Le influence L'influence des réseaux sociaux dans le choix des voyages montre un écart entre les marchés sources de l'Est et de l'Ouest, selon l'étude Travel Trends 2026 de Simon-Kucher. Alors que dans les économies d'Asie et du Moyen-Orient, ces plateformes numériques constituent un principal moteur d'inspiration, notamment pour trouver de nouveaux endroits à visiter, le marché européen montre une plus grande résistance à l'impact des influenceurs, comme le montre l'infographie interactive qui l'accompagne. Désormais, cette capacité des réseaux à placer immédiatement des destinations sur la carte peut devenir un épée à double tranchant. C'est ce qu'on appelle « Effet Instagram« .

Influence sur 55% des voyageurs Z et Millennial

Le rapport Simon-Kucher, basé sur des enquêtes menées auprès de plus de 10 000 voyageurs d’une douzaine de pays réalisée mi-2025, révèle que plus de 55% de la génération Z et des Millennials reconnaît que le contenu des influenceurs guide leurs décisions de voyage.

Cette tendance est particulièrement prononcée sur les marchés dits « le mobile d'abord »: dans Inde70 % des voyageurs citent les réseaux sociaux comme source d’inspiration essentielle.

En revanche, un voyageur chinois sur trois a visité des destinations découvertes grâce aux réseaux sociaux.

En revanche, plus de la moitié des voyageurs européens déclarent ne pas être influencés par ces plateformes. Dans Espagnele pourcentage de voyageurs qui s'estiment influencés par ce contenu atteint à peine 24%devant le 47% inscrits aux États-Unis.

L' »effet Instagram » et la saturation des destinations

Les données de ce rapport interviennent dans un contexte où de plus en plus de voix alertent sur l'impact des réseaux sociaux sur les destinations.

Divers experts et organisations internationales parlent ouvertement de ce qu'on appelle « Effet Instagram » comme un accélérateur surtourisme. Cela se produit lorsque le viralisation de photos ou de vidéos peut transformer du jour au lendemain des destinations éloignées en points d’arrivée massive de visiteurs.

Première conséquence : la volonté de milliers de personnes de « reproduire la photo parfaite » génère des pics d'afflux que les infrastructures locales ne peuvent supporter.
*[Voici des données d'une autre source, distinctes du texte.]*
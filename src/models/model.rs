//! Model evaluation for mean-only, linear and polynomial fits.
//!
//! The fitter relies on two primitive operations:
//! - build a design row for a given `x` (for OLS)
//! - predict `y(x)` given the fitted coefficients (for residuals/plots)

use crate::domain::{CurveModel, ModelKind};
use crate::math::{legendre_eval, legendre_row, normalize};

/// Fill a design row for the given model kind over `x_domain`.
///
/// Column 0 is the constant term.
///
/// # Panics
/// Panics if `out` does not have length `kind.param_count()`.
pub fn fill_design_row(kind: ModelKind, x: f64, x_domain: (f64, f64), out: &mut [f64]) {
    assert_eq!(out.len(), kind.param_count(), "design row length mismatch");
    let u = normalize(x, x_domain.0, x_domain.1);
    legendre_row(u, out);
}

/// Predict `y(x)` for a fitted model.
pub fn predict(model: &CurveModel, x: f64) -> f64 {
    match model.kind {
        ModelKind::Mean => model.coefficients.first().copied().unwrap_or(f64::NAN),
        ModelKind::Linear | ModelKind::Polynomial(_) => {
            let u = normalize(x, model.x_domain.0, model.x_domain.1);
            legendre_eval(u, &model.coefficients)
        }
    }
}

/// Predict at every `x`.
pub fn predict_all(model: &CurveModel, xs: &[f64]) -> Vec<f64> {
    xs.iter().map(|&x| predict(model, x)).collect()
}

#[cfg(test)]
mod tests {
    use super::*;

    #[test]
    fn linear_model_is_affine_in_x() {
        // On [0, 2], u = x - 1, so c0 + c1*u = (c0 - c1) + c1*x.
        let model = CurveModel {
            kind: ModelKind::Linear,
            display_name: ModelKind::Linear.display_name(),
            coefficients: vec![5.0, 2.0],
            x_domain: (0.0, 2.0),
        };
        assert!((predict(&model, 0.0) - 3.0).abs() < 1e-12);
        assert!((predict(&model, 1.5) - 6.0).abs() < 1e-12);
    }

    #[test]
    fn mean_model_ignores_x() {
        let model = CurveModel {
            kind: ModelKind::Mean,
            display_name: ModelKind::Mean.display_name(),
            coefficients: vec![0.75],
            x_domain: (0.0, 1.0),
        };
        let ys = predict_all(&model, &[-10.0, 0.0, 0.3, 42.0]);
        assert!(ys.iter().all(|&y| y == 0.75));
    }

    #[test]
    fn design_row_starts_with_intercept() {
        let mut row = vec![0.0; 4];
        fill_design_row(ModelKind::Polynomial(3), 0.25, (0.0, 1.0), &mut row);
        assert_eq!(row[0], 1.0);
        assert!((row[1] + 0.5).abs() < 1e-12);
    }
}
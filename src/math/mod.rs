//! Mathematical utilities: Legendre basis and least squares.

pub mod basis;
pub mod ols;

pub use basis::*;
pub use ols::*;
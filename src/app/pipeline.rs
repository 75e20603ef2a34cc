//! Shared demonstration pipeline used by every subcommand.
//!
//! Keeping this in one place avoids duplicating the core workflow:
//! draw samples -> fit -> score on training and holdout -> sweep -> decompose
//!
//! The CLI front-end can then focus on presentation (printing, charts, exports).

use serde::{Deserialize, Serialize};

use crate::data::{HOLDOUT_STREAM, TRAIN_STREAM, generate_sample};
use crate::domain::{DemoConfig, DemoStep, ModelKind, Sample};
use crate::error::AppError;
use crate::fit::{Decomposition, DegreeSweep, decompose, degree_sweep, evaluate, fit_with_quality};
use crate::report::build_table;

/// All computed outputs of a single run.
#[derive(Debug, Clone, Serialize, Deserialize)]
pub struct DemoOutput {
    pub train: Sample,
    pub holdout: Sample,
    pub steps: Vec<DemoStep>,
    pub sweep: Option<DegreeSweep>,
    pub decomposition: Vec<Decomposition>,
}

/// Run the full demonstration sequence.
///
/// 1. draw the training and holdout samples
/// 2. mean-only fit
/// 3. linear fit
/// 4. polynomial fit of `config.degree`
/// 5. polynomial fit of `config.overfit_degree`
/// 6. degree sweep up to `config.max_degree`
/// 7. bias/variance decomposition when `config.replicates > 0`
pub fn run_demo(config: &DemoConfig) -> Result<DemoOutput, AppError> {
    let (train, holdout) = draw_samples(config)?;

    let plan = [
        ("Mean-only model".to_string(), ModelKind::Mean),
        ("Linear model".to_string(), ModelKind::Linear),
        (
            format!("Polynomial of degree {}", config.degree),
            ModelKind::from_degree(config.degree),
        ),
        (
            format!("Polynomial of degree {} (overfit)", config.overfit_degree),
            ModelKind::from_degree(config.overfit_degree),
        ),
    ];

    let mut steps = Vec::with_capacity(plan.len());
    for (title, kind) in plan {
        steps.push(build_step(title, kind, &train, &holdout)?);
    }

    log::info!("sweeping degrees 0..={}", config.max_degree);
    let sweep = degree_sweep(&train, &holdout, config.max_degree)?;

    let decomposition = if config.replicates > 0 {
        decompose(
            &config.sample,
            &decomposition_kinds(config),
            config.replicates,
            config.grid_points,
        )?
    } else {
        Vec::new()
    };

    Ok(DemoOutput {
        train,
        holdout,
        steps,
        sweep: Some(sweep),
        decomposition,
    })
}

/// Fit a single model kind and score it on both samples.
pub fn run_fit(config: &DemoConfig, kind: ModelKind) -> Result<DemoOutput, AppError> {
    let (train, holdout) = draw_samples(config)?;
    let step = build_step(kind.display_name(), kind, &train, &holdout)?;
    Ok(DemoOutput {
        train,
        holdout,
        steps: vec![step],
        sweep: None,
        decomposition: Vec::new(),
    })
}

/// Sweep degrees `0..=config.max_degree`.
pub fn run_sweep(config: &DemoConfig) -> Result<DemoOutput, AppError> {
    let (train, holdout) = draw_samples(config)?;
    let sweep = degree_sweep(&train, &holdout, config.max_degree)?;
    Ok(DemoOutput {
        train,
        holdout,
        steps: Vec::new(),
        sweep: Some(sweep),
        decomposition: Vec::new(),
    })
}

/// Decompose the expected error of each of `kinds` over replicate samples.
pub fn run_decompose(config: &DemoConfig, kinds: &[ModelKind]) -> Result<DemoOutput, AppError> {
    let (train, holdout) = draw_samples(config)?;
    let decomposition = decompose(&config.sample, kinds, config.replicates, config.grid_points)?;
    Ok(DemoOutput {
        train,
        holdout,
        steps: Vec::new(),
        sweep: None,
        decomposition,
    })
}

fn draw_samples(config: &DemoConfig) -> Result<(Sample, Sample), AppError> {
    let train = generate_sample(&config.sample, TRAIN_STREAM)?;
    let holdout = generate_sample(&config.sample, HOLDOUT_STREAM)?;
    log::info!(
        "drew training and holdout samples (n={}, seed={})",
        train.len(),
        config.sample.seed
    );
    Ok((train, holdout))
}

fn build_step(title: String, kind: ModelKind, train: &Sample, holdout: &Sample) -> Result<DemoStep, AppError> {
    let fit = fit_with_quality(kind, &train.x, &train.y_obs)?;
    let holdout_quality = evaluate(&fit.model, &holdout.x, &holdout.y_obs)?;
    log::info!(
        "{title}: train rss={:.4} holdout rss={:.4}",
        fit.quality.rss,
        holdout_quality.rss
    );

    let train_table = build_table(train, &fit.model)?;
    let holdout_table = build_table(holdout, &fit.model)?;

    Ok(DemoStep {
        title,
        fit,
        train: train_table,
        holdout: holdout_table,
        holdout_quality,
    })
}

fn decomposition_kinds(config: &DemoConfig) -> Vec<ModelKind> {
    let mut kinds = vec![
        ModelKind::Mean,
        ModelKind::Linear,
        ModelKind::from_degree(config.degree),
        ModelKind::from_degree(config.overfit_degree),
    ];
    kinds.sort_by_key(|k| k.degree());
    kinds.dedup();
    kinds
}
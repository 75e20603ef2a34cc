//! Reporting utilities: demonstration tables and formatted terminal output.

pub mod format;

pub use format::*;

use crate::domain::{CurveModel, DemoTable, Sample};
use crate::error::AppError;
use crate::models::predict;

/// Pair each observation of `sample` with its true and predicted value.
pub fn build_table(sample: &Sample, model: &CurveModel) -> Result<DemoTable, AppError> {
    let mut predicted = Vec::with_capacity(sample.len());
    for &x in &sample.x {
        let y_fit = predict(model, x);
        if !y_fit.is_finite() {
            return Err(AppError::numeric(
                "Non-finite model prediction while building demo table.",
            ));
        }
        predicted.push(y_fit);
    }

    Ok(DemoTable {
        x: sample.x.clone(),
        observed: sample.y_obs.clone(),
        truth: sample.y_true.clone(),
        predicted,
    })
}

/// Residuals `observed - predicted` for each row.
pub fn residuals(table: &DemoTable) -> Vec<f64> {
    table
        .observed
        .iter()
        .zip(table.predicted.iter())
        .map(|(o, p)| o - p)
        .collect()
}
//! Charts: fixed-size ASCII plots for the terminal and SVG files via Plotters.

pub mod ascii;
pub mod chart;

pub use ascii::*;
pub use chart::*;
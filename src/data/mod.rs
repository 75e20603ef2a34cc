//! Data sources.
//!
//! All data in this tool is synthetic: samples are drawn around a known true
//! function so that bias and variance can be measured against it.

pub mod sample;

pub use sample::*;
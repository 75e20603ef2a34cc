//! Shared domain types.
//!
//! These types are intentionally kept lightweight and serializable so they can be:
//!
//! - used in-memory while a demonstration step runs
//! - exported to JSON/CSV at the end of a run

use std::f64::consts::PI;
use std::path::PathBuf;

use clap::ValueEnum;
use serde::{Deserialize, Serialize};

/// The known data-generating function `f(x)` that samples are drawn around.
#[derive(Debug, Clone, Copy, PartialEq, Eq, Hash, Serialize, Deserialize, ValueEnum)]
#[serde(rename_all = "lowercase")]
pub enum TrueFunction {
    /// `sin(2πx)`: needs a few polynomial terms, so low degrees are visibly biased.
    Sine,
    /// `1 + 2x`
    Linear,
    /// `1 - 4x + 4x²`
    Quadratic,
    /// `20 (x - 0.2)(x - 0.5)(x - 0.9)`
    Cubic,
}

impl TrueFunction {
    pub fn eval(self, x: f64) -> f64 {
        match self {
            TrueFunction::Sine => (2.0 * PI * x).sin(),
            TrueFunction::Linear => 1.0 + 2.0 * x,
            TrueFunction::Quadratic => 1.0 - 4.0 * x + 4.0 * x * x,
            TrueFunction::Cubic => 20.0 * (x - 0.2) * (x - 0.5) * (x - 0.9),
        }
    }

    pub fn display_name(self) -> &'static str {
        match self {
            TrueFunction::Sine => "sin(2πx)",
            TrueFunction::Linear => "1 + 2x",
            TrueFunction::Quadratic => "1 - 4x + 4x²",
            TrueFunction::Cubic => "20(x-0.2)(x-0.5)(x-0.9)",
        }
    }
}

/// How the independent variable is laid out across `[x_min, x_max]`.
#[derive(Debug, Clone, Copy, PartialEq, Eq, Hash, Serialize, Deserialize, ValueEnum)]
#[serde(rename_all = "lowercase")]
pub enum XLayout {
    /// Evenly spaced, both endpoints included.
    Grid,
    /// Independent uniform draws, sorted ascending.
    Uniform,
}

/// Model family selectable from the command line.
#[derive(Debug, Clone, Copy, PartialEq, Eq, Serialize, Deserialize, ValueEnum)]
#[serde(rename_all = "lowercase")]
pub enum ModelChoice {
    Mean,
    Linear,
    Poly,
}

impl ModelChoice {
    /// Resolve to a concrete kind; `degree` only matters for `Poly`.
    pub fn to_kind(self, degree: usize) -> ModelKind {
        match self {
            ModelChoice::Mean => ModelKind::Mean,
            ModelChoice::Linear => ModelKind::Linear,
            ModelChoice::Poly => ModelKind::from_degree(degree),
        }
    }
}

/// Concrete fitted model kind.
#[derive(Debug, Clone, Copy, PartialEq, Eq, Hash, Serialize, Deserialize)]
#[serde(tag = "kind", content = "degree", rename_all = "lowercase")]
pub enum ModelKind {
    /// Predicts the sample mean everywhere.
    Mean,
    /// Straight line (degree 1).
    Linear,
    /// Polynomial of the given degree (>= 2 when built via `from_degree`).
    Polynomial(usize),
}

impl ModelKind {
    /// Canonical kind for a polynomial degree.
    pub fn from_degree(degree: usize) -> Self {
        match degree {
            0 => ModelKind::Mean,
            1 => ModelKind::Linear,
            d => ModelKind::Polynomial(d),
        }
    }

    pub fn degree(self) -> usize {
        match self {
            ModelKind::Mean => 0,
            ModelKind::Linear => 1,
            ModelKind::Polynomial(d) => d,
        }
    }

    /// Number of fitted coefficients (used by information criteria).
    pub fn param_count(self) -> usize {
        self.degree() + 1
    }

    /// Human-readable label for terminal output.
    pub fn display_name(self) -> String {
        match self {
            ModelKind::Mean => "mean-only".to_string(),
            ModelKind::Linear => "linear".to_string(),
            ModelKind::Polynomial(d) => format!("poly(deg={d})"),
        }
    }
}

/// One synthetic draw: `y_obs = f(x) + ε`.
#[derive(Debug, Clone, Serialize, Deserialize)]
pub struct Sample {
    /// Random stream the sample was drawn from (0 = training, 1 = holdout).
    pub stream: u64,
    pub x: Vec<f64>,
    pub y_true: Vec<f64>,
    pub y_obs: Vec<f64>,
}

impl Sample {
    pub fn len(&self) -> usize {
        self.x.len()
    }

    pub fn is_empty(&self) -> bool {
        self.x.is_empty()
    }
}

/// Observed, true and predicted values side by side for one sample.
#[derive(Debug, Clone, Default, Serialize, Deserialize)]
pub struct DemoTable {
    pub x: Vec<f64>,
    pub observed: Vec<f64>,
    pub truth: Vec<f64>,
    pub predicted: Vec<f64>,
}

impl DemoTable {
    pub fn len(&self) -> usize {
        self.x.len()
    }

    pub fn is_empty(&self) -> bool {
        self.x.is_empty()
    }
}

/// Fit quality diagnostics.
#[derive(Debug, Clone, Serialize, Deserialize)]
pub struct FitQuality {
    pub rss: f64,
    pub rmse: f64,
    pub r_squared: f64,
    pub bic: f64,
    pub n: usize,
}

/// Fitted model parameters.
///
/// Polynomial coefficients are expressed in the Legendre basis over
/// `x_domain` (mapped onto `[-1, 1]`), which keeps high-degree fits well
/// conditioned.
#[derive(Debug, Clone, Serialize, Deserialize)]
pub struct CurveModel {
    pub kind: ModelKind,
    pub display_name: String,
    pub coefficients: Vec<f64>,
    pub x_domain: (f64, f64),
}

/// Fit output for a single model on its training sample.
#[derive(Debug, Clone, Serialize, Deserialize)]
pub struct FitResult {
    pub model: CurveModel,
    pub quality: FitQuality,
}

/// One step of the demonstration sequence.
#[derive(Debug, Clone, Serialize, Deserialize)]
pub struct DemoStep {
    pub title: String,
    pub fit: FitResult,
    pub train: DemoTable,
    pub holdout: DemoTable,
    /// Quality of the training fit evaluated on the holdout sample.
    pub holdout_quality: FitQuality,
}

/// Everything needed to draw samples reproducibly.
#[derive(Debug, Clone, Serialize, Deserialize)]
pub struct SampleConfig {
    pub function: TrueFunction,
    pub layout: XLayout,
    pub n_points: usize,
    pub noise_sd: f64,
    pub x_min: f64,
    pub x_max: f64,
    pub seed: u64,
}

impl Default for SampleConfig {
    fn default() -> Self {
        Self {
            function: TrueFunction::Sine,
            layout: XLayout::Uniform,
            n_points: 20,
            noise_sd: 0.3,
            x_min: 0.0,
            x_max: 1.0,
            seed: 42,
        }
    }
}

/// A full run's configuration as understood by the pipeline.
///
/// This is derived from CLI flags (plus defaults).
#[derive(Debug, Clone, Serialize, Deserialize)]
pub struct DemoConfig {
    pub sample: SampleConfig,
    /// Degree of the "reasonable" polynomial step.
    pub degree: usize,
    /// Degree of the overfitting step.
    pub overfit_degree: usize,
    /// Highest degree visited by the sweep.
    pub max_degree: usize,
    /// Replicate samples for the bias/variance decomposition (0 disables it).
    pub replicates: usize,
    /// Evaluation grid size for the decomposition and charts.
    pub grid_points: usize,

    pub plot: bool,
    pub plot_width: usize,
    pub plot_height: usize,
    pub charts_dir: Option<PathBuf>,

    pub export_summary: Option<PathBuf>,
    pub export_tables: Option<PathBuf>,
}

impl Default for DemoConfig {
    fn default() -> Self {
        Self {
            sample: SampleConfig::default(),
            degree: 3,
            overfit_degree: 15,
            max_degree: 15,
            replicates: 200,
            grid_points: 101,
            plot: true,
            plot_width: 72,
            plot_height: 18,
            charts_dir: None,
            export_summary: None,
            export_tables: None,
        }
    }
}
En même temps, il y a une frustration croissante chez le touriste qui arrive à la recherche de l'image d'un endroit solitaire (comme il l'a vu sur les réseaux) et trouve des foules.

Face à cette situation, plusieurs destinations demandent même aux voyageurs « sans étiquette »ce serait une sorte de silence numérique pour protéger les soi-disant « joyaux cachés » des foules.

Un cas extrême s'est récemment produit dans Santanyí (Majorque). Son maire a demandé publiquement aux touristes et aux influenceurs de cesser de diffuser des images de Caló des Moro. Cette crique vierge a reçu plus de 4 000 visiteurs quotidienseffondrement de l’accès et de la durabilité de la zone. D'autres destinations, comme la Norvège, ont même suspendu une campagne de marketing numérique par crainte d'attirer trop de touristes avec peu ou pas de préparation dans leurs espaces naturels.

Certaines destinations et musées emblématiques ont commencé à installer des panneaux invitant les visiteurs à sauvegardez vos appareils mobilesessayant de promouvoir un « tourisme conscient » par rapport au tourisme prédominant « posture numérique ». D'autres, comme le musée du Prado, interdisent directement l'utilisation du téléphone portable et la prise de selfies dans les chambres.